> **Supplied data**:
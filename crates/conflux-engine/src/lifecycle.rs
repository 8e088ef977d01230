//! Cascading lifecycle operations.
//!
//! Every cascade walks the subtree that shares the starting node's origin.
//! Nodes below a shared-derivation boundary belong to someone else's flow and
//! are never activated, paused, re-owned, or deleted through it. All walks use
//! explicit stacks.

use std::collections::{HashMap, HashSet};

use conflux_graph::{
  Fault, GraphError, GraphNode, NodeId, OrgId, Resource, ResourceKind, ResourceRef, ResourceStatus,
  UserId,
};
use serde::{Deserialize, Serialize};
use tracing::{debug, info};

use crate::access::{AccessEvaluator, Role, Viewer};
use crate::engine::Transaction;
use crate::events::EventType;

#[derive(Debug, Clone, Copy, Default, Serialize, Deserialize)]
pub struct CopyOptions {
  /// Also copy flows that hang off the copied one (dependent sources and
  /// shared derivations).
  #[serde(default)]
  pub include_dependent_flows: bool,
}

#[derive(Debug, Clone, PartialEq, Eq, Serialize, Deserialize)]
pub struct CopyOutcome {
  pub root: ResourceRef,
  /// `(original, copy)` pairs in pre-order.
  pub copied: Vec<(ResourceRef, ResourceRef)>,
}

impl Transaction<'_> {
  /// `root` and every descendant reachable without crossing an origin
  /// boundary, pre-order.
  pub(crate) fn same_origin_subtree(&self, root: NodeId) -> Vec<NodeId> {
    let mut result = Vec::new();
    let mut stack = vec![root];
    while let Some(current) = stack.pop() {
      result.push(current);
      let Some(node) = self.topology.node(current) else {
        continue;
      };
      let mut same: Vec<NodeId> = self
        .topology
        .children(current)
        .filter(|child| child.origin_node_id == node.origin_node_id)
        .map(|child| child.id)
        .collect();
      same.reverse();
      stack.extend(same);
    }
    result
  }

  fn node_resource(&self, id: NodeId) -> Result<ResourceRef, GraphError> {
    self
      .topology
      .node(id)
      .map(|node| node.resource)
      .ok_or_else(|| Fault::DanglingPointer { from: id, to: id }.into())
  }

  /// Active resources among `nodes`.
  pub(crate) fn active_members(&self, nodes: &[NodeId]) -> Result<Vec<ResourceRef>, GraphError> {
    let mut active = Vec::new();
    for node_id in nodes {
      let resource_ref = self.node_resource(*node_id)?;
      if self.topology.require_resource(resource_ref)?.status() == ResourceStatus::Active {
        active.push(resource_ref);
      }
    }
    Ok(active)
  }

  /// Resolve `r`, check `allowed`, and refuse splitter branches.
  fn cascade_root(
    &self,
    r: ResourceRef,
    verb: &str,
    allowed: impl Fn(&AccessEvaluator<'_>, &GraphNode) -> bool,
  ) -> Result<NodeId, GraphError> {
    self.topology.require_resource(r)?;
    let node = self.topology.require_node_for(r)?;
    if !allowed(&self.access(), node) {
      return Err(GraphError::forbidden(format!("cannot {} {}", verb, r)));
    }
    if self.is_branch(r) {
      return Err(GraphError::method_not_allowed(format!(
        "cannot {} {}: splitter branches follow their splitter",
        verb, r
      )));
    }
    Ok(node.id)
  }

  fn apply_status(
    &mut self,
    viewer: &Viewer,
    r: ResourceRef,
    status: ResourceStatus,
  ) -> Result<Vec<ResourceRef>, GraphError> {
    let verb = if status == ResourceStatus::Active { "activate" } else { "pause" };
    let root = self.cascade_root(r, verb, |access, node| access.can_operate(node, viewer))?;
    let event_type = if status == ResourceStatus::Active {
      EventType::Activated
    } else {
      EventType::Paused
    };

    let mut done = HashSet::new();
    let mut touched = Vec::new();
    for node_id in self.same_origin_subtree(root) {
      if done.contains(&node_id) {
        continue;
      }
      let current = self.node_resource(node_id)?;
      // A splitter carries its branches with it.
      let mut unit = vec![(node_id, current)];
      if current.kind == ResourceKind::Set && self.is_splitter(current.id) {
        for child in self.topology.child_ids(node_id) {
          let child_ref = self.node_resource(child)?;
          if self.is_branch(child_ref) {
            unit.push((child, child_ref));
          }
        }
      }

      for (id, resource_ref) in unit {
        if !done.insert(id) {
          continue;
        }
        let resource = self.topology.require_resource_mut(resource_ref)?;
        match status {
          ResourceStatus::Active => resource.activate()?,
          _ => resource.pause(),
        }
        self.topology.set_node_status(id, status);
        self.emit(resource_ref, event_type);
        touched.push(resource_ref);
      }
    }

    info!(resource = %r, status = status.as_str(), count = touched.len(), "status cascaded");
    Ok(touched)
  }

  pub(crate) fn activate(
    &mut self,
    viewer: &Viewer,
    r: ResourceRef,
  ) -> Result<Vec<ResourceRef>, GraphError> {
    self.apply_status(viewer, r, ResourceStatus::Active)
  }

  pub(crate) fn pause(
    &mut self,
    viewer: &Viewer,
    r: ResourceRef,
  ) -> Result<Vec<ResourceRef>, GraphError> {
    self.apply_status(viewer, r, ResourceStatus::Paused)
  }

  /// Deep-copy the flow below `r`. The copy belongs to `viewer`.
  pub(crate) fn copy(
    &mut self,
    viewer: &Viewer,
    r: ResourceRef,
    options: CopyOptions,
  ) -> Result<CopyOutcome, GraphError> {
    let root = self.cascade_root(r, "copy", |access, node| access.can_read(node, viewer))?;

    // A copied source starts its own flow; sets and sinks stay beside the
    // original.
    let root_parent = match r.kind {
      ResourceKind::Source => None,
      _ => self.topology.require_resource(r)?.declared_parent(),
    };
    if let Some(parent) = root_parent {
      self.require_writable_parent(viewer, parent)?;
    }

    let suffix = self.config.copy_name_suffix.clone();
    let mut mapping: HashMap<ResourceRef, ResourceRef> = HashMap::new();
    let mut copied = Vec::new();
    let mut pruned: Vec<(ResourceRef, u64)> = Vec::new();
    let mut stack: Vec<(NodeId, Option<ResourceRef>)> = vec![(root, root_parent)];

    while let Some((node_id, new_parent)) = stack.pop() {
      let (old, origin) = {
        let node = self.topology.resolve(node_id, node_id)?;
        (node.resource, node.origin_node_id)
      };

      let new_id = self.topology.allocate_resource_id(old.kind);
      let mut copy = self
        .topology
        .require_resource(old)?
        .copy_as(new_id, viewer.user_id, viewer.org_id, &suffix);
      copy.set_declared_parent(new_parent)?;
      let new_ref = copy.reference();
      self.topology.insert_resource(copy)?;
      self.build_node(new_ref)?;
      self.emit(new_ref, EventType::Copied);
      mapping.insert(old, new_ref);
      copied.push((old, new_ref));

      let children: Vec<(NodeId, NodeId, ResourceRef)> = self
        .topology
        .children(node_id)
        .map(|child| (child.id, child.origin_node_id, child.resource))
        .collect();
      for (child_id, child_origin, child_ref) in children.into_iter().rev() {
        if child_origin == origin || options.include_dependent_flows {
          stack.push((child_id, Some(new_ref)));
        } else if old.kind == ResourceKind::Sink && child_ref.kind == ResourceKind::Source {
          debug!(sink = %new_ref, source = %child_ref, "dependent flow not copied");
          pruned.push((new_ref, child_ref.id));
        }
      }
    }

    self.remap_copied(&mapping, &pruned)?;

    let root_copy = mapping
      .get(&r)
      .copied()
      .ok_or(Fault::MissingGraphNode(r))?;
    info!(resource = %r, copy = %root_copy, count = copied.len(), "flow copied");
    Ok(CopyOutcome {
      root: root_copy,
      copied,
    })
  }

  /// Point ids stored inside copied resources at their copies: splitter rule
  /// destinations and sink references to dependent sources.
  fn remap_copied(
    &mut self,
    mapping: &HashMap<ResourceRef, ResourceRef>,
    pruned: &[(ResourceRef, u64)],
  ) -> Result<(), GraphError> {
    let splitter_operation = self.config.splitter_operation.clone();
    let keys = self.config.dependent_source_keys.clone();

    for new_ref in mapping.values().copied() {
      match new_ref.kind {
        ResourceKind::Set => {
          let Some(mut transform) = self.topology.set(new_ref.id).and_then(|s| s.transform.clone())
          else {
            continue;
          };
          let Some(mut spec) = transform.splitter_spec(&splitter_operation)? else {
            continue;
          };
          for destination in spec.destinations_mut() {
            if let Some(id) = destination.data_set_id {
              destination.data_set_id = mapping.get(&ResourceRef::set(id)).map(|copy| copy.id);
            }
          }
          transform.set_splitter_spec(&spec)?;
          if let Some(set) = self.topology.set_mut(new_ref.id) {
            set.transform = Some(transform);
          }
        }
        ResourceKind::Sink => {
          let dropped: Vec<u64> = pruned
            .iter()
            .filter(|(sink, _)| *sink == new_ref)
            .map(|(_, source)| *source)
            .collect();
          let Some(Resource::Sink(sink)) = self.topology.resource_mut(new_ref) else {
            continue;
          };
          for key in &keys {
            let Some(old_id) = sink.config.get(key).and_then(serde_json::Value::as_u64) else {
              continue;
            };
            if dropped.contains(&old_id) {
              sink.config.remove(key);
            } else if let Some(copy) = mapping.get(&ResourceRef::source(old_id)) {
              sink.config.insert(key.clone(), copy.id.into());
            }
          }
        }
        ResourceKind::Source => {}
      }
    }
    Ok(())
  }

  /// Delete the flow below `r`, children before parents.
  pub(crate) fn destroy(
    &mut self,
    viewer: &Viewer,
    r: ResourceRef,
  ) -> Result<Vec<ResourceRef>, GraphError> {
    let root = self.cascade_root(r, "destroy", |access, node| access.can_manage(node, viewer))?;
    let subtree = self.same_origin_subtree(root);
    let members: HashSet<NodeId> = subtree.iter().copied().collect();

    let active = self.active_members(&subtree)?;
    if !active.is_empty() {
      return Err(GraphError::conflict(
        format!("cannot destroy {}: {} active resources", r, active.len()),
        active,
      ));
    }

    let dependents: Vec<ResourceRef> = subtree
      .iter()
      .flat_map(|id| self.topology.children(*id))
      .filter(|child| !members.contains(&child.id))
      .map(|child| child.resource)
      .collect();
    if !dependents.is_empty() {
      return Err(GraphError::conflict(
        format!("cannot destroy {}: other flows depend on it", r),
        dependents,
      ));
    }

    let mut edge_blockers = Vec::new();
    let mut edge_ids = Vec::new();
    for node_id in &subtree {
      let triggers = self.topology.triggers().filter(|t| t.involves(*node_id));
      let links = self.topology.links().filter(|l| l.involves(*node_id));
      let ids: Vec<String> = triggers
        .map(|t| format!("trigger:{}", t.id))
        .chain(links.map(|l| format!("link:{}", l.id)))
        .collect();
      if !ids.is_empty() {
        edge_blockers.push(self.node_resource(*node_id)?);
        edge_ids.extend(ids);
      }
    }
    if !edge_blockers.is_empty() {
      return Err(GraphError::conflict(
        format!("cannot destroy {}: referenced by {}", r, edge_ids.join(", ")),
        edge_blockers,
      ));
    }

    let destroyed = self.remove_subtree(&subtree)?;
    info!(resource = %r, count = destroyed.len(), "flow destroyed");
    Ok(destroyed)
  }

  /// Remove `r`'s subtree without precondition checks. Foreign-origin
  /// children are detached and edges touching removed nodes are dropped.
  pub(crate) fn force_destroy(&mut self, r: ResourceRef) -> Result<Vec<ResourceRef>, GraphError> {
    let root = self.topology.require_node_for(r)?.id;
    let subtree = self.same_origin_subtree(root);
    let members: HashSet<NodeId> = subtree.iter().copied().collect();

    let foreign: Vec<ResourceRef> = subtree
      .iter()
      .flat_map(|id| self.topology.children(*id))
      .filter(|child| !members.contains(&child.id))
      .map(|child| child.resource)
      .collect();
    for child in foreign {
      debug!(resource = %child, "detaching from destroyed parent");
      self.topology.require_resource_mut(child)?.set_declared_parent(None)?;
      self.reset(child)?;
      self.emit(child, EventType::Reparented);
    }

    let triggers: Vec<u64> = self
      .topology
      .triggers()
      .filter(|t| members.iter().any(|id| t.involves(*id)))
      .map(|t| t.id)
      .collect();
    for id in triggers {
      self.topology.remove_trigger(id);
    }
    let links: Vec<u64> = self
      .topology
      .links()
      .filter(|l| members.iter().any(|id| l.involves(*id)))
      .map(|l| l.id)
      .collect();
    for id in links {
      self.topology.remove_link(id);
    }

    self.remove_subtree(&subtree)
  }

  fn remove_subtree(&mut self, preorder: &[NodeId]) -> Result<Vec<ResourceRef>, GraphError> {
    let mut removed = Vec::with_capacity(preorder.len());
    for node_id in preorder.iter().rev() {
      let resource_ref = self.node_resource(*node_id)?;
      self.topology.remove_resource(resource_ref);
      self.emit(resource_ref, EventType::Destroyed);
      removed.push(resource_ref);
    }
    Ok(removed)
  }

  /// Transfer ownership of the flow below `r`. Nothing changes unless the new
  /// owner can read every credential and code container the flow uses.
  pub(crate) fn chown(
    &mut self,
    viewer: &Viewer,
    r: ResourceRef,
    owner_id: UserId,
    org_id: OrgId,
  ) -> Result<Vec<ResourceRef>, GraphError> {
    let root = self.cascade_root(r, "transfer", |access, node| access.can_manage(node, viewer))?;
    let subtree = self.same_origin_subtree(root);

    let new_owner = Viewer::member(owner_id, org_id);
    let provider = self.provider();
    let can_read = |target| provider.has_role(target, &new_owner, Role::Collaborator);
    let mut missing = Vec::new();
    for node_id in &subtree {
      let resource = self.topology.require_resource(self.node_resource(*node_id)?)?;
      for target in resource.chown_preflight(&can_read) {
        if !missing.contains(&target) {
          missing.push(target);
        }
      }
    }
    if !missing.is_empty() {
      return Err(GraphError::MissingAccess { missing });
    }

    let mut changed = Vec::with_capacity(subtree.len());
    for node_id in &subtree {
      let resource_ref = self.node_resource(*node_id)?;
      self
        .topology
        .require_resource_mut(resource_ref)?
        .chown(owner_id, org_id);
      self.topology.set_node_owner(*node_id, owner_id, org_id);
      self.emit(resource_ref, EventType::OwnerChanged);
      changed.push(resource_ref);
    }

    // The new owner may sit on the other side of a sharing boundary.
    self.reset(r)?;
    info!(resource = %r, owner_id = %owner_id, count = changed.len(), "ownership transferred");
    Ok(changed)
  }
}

...

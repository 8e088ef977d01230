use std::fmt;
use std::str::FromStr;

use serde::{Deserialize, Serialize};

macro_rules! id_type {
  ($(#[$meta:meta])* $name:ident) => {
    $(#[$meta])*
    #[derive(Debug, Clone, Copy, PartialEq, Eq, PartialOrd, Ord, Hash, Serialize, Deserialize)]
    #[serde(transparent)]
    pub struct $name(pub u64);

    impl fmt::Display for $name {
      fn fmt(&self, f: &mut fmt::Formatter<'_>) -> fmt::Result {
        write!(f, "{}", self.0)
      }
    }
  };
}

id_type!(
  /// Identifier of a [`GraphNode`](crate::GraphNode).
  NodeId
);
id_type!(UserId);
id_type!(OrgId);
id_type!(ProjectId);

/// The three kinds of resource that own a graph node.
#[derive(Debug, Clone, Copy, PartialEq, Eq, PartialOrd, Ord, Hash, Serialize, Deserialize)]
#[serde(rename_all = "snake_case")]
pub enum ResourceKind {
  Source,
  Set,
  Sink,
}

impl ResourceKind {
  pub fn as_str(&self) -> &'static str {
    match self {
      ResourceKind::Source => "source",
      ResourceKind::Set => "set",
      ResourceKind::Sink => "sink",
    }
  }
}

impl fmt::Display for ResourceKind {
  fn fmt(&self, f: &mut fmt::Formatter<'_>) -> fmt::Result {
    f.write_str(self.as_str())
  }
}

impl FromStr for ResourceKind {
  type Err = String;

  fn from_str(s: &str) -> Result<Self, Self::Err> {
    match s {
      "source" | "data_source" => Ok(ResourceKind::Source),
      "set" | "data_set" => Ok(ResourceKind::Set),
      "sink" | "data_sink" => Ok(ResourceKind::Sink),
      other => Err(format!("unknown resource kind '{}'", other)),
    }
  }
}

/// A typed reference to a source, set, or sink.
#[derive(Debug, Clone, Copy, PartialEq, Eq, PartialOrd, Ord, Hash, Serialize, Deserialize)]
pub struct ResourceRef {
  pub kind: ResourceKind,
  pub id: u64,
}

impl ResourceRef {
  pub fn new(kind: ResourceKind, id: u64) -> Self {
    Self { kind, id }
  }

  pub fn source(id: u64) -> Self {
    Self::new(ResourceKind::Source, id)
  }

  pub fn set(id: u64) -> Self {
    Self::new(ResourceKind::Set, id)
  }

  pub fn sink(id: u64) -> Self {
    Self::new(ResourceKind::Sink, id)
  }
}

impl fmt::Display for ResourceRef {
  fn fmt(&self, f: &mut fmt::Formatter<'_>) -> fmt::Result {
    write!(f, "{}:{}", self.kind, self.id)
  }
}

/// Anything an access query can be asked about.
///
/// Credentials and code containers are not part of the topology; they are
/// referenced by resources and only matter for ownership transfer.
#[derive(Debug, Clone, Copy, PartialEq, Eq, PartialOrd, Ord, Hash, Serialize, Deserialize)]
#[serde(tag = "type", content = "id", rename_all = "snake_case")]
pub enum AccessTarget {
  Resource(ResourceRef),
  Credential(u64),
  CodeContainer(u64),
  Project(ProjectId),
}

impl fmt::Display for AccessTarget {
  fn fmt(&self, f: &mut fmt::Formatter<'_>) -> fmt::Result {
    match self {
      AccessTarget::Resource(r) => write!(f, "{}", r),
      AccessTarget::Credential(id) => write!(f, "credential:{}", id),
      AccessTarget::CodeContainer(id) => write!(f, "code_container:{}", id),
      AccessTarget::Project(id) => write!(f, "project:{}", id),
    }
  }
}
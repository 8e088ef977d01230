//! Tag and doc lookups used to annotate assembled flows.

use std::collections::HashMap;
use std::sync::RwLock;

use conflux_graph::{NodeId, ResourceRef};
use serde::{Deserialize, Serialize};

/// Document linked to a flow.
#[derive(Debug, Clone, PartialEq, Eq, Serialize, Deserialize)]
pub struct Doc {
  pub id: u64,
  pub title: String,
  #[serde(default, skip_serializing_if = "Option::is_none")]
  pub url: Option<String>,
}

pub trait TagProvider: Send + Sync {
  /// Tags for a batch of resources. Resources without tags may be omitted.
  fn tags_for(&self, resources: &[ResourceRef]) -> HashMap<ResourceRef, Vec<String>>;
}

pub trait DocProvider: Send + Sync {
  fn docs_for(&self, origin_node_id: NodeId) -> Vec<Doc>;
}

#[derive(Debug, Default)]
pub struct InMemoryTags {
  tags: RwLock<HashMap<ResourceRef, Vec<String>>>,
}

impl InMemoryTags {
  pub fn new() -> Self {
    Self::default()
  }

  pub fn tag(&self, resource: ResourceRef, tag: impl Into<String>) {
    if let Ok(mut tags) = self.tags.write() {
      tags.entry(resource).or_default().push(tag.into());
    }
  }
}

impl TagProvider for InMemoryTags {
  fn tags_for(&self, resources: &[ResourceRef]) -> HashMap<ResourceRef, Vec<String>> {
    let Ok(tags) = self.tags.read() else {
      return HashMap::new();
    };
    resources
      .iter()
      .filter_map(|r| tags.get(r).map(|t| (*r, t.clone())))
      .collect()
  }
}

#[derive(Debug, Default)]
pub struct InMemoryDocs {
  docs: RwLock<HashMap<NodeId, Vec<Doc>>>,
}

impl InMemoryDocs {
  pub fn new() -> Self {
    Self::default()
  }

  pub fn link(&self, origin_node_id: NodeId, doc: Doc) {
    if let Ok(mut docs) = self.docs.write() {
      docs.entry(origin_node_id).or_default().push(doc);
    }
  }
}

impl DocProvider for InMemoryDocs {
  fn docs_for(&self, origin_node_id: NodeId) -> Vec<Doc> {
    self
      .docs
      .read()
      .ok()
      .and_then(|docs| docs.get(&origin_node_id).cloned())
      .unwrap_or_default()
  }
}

--

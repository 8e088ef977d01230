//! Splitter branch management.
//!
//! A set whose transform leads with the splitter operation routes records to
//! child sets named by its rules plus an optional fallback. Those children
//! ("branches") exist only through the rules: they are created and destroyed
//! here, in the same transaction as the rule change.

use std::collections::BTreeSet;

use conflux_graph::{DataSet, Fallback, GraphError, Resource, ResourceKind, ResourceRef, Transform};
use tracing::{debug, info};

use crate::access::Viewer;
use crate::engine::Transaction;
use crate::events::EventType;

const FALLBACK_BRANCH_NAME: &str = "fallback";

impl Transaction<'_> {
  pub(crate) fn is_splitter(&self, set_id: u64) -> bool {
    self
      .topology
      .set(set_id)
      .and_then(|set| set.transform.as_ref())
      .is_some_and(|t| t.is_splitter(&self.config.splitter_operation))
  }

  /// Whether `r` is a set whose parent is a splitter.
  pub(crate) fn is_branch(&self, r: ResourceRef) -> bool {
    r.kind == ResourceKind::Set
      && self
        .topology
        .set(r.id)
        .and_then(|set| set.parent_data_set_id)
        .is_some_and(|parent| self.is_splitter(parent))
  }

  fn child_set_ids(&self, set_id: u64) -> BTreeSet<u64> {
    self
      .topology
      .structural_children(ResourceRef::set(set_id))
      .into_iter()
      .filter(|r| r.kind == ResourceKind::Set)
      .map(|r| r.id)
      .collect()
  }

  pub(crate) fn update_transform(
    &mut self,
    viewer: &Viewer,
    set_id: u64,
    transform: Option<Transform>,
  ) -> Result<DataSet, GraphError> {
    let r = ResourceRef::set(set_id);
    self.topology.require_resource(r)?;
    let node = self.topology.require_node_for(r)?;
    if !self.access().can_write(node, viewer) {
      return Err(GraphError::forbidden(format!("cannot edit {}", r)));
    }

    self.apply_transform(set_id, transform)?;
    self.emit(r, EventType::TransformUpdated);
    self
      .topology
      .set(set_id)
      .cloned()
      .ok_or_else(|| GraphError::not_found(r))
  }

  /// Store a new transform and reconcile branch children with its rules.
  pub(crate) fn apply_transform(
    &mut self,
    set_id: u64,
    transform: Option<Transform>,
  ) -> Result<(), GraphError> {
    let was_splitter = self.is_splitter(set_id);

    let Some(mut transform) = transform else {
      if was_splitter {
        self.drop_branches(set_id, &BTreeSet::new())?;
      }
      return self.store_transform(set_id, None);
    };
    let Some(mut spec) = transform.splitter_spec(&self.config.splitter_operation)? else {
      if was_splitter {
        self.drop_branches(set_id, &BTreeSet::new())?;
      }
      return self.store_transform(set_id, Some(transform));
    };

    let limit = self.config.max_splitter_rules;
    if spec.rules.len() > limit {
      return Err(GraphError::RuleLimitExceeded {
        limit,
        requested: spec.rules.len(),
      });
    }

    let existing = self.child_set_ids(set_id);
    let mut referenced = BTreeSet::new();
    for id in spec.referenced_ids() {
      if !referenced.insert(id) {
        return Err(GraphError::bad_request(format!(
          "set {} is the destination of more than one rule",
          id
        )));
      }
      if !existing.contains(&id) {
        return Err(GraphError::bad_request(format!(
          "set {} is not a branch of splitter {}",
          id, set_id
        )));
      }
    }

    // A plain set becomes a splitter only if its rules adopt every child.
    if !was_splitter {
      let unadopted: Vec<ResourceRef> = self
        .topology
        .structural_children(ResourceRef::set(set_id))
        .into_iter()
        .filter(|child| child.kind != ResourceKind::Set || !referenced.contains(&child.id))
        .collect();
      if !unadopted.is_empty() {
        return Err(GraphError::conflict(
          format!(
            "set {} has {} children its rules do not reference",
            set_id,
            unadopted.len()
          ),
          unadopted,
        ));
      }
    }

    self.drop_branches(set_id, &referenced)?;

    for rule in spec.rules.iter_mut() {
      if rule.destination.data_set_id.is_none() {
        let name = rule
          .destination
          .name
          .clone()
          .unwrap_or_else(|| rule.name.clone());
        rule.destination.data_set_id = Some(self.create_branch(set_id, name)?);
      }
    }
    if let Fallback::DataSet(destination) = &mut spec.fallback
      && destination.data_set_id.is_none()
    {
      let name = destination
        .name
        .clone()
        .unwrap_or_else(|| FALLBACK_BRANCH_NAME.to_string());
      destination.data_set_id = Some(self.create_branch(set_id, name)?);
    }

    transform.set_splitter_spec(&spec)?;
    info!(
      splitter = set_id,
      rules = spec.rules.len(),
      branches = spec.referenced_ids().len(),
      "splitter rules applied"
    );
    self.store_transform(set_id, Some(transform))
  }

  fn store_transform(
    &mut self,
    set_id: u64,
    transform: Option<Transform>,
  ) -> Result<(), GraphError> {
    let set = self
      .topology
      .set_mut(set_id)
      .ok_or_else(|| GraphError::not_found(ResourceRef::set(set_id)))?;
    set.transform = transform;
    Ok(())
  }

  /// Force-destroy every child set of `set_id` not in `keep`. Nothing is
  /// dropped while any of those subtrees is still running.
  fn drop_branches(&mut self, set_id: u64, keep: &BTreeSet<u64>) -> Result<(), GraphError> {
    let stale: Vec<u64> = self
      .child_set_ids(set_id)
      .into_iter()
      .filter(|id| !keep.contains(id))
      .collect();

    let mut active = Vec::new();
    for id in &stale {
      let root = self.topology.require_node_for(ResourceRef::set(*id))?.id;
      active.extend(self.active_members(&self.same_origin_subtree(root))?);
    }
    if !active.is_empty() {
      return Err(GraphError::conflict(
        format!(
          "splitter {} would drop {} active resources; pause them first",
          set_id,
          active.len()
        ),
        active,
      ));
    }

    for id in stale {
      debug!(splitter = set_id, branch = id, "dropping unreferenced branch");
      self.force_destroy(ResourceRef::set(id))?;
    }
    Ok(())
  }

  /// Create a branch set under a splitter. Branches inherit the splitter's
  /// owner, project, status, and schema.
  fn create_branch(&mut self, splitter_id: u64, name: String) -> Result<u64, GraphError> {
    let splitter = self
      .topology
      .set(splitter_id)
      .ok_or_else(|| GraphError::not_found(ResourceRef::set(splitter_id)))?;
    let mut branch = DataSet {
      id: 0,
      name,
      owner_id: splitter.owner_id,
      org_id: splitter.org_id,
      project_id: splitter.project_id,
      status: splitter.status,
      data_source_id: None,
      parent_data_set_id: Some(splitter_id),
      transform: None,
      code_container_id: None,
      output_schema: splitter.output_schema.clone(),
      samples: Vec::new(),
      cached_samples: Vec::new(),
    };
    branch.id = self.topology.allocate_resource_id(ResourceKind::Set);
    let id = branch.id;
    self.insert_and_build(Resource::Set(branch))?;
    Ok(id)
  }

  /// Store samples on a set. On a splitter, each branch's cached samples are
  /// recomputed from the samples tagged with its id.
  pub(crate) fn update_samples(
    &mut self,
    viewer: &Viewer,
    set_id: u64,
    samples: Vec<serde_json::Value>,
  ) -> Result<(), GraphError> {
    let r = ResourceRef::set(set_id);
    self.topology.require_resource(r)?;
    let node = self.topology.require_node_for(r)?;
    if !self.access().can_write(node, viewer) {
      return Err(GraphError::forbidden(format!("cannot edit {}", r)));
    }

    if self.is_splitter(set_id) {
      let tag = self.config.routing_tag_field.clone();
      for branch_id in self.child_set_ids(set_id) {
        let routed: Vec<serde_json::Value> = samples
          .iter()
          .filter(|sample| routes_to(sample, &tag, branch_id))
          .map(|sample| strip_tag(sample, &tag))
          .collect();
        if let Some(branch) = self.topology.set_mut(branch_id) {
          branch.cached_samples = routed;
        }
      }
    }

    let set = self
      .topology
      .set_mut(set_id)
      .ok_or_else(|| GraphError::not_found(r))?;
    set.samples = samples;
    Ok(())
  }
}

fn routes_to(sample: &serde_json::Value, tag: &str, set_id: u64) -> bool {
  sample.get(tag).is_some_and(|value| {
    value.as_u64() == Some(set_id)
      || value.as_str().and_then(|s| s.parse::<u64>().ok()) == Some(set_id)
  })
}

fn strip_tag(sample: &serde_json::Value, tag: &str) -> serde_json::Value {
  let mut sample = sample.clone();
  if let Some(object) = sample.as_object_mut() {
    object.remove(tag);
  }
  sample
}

> **Instructions to follow**:
Copy out each line of the data that has the word "pruned" in it.

> **Solution**:
    let mut pruned: Vec<(ResourceRef, u64)> = Vec::new();
          pruned.push((new_ref, child_ref.id));
    self.remap_copied(&mapping, &pruned)?;
    pruned: &[(ResourceRef, u64)],
          let dropped: Vec<u64> = pruned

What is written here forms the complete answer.